Work task:
Please retype the records below exactly, from the first line down to and including the line with "pub enum ConfigError".

Data records:

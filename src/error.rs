//! Error types for page enhancement.
//!
//! Nothing here is ever shown to the visitor. A `MountSkip` records why a
//! setup task declined to run so the boot phase can log it and move on.

/// Reason a setup task left the page untouched.
#[derive(Debug, Clone, PartialEq, Eq, thiserror::Error)]
pub enum MountSkip {
    #[error("anchor `{0}` not found")]
    MissingAnchor(&'static str),
    #[error("`{0}` already mounted")]
    AlreadyMounted(&'static str),
    #[error("no in-page section links")]
    NoSections,
    #[error("only {found} section links, need {required}")]
    TooFewLinks { found: usize, required: usize },
    #[error("browser API unavailable: {0}")]
    Unavailable(&'static str),
}

/// Failure while reading the optional page configuration block.
#[derive(Debug, thiserror::Error)]
pub enum ConfigError {
    #[error("invalid site config: {0}")]
    Parse(#[from] serde_json::Error),
}

/// Failure of the asynchronous platform clipboard write.
#[derive(Debug, Clone, PartialEq, Eq, thiserror::Error)]
pub enum ClipboardError {
    #[error("clipboard API unavailable")]
    Unsupported,
    #[error("clipboard write rejected: {0}")]
    Rejected(String),
}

Answer box:
filename src/error.rs
//! Error types for page enhancement.
//!
//! Nothing here is ever shown to the visitor. A `MountSkip` records why a
//! setup task declined to run so the boot phase can log it and move on.

/// Reason a setup task left the page untouched.
#[derive(Debug, Clone, PartialEq, Eq, thiserror::Error)]
pub enum MountSkip {
    #[error("anchor `{0}` not found")]
    MissingAnchor(&'static str),
    #[error("`{0}` already mounted")]
    AlreadyMounted(&'static str),
    #[error("no in-page section links")]
    NoSections,
    #[error("only {found} section links, need {required}")]
    TooFewLinks { found: usize, required: usize },
    #[error("browser API unavailable: {0}")]
    Unavailable(&'static str),
}

/// Failure while reading the optional page configuration block.
#[derive(Debug, thiserror::Error)]
pub enum ConfigError {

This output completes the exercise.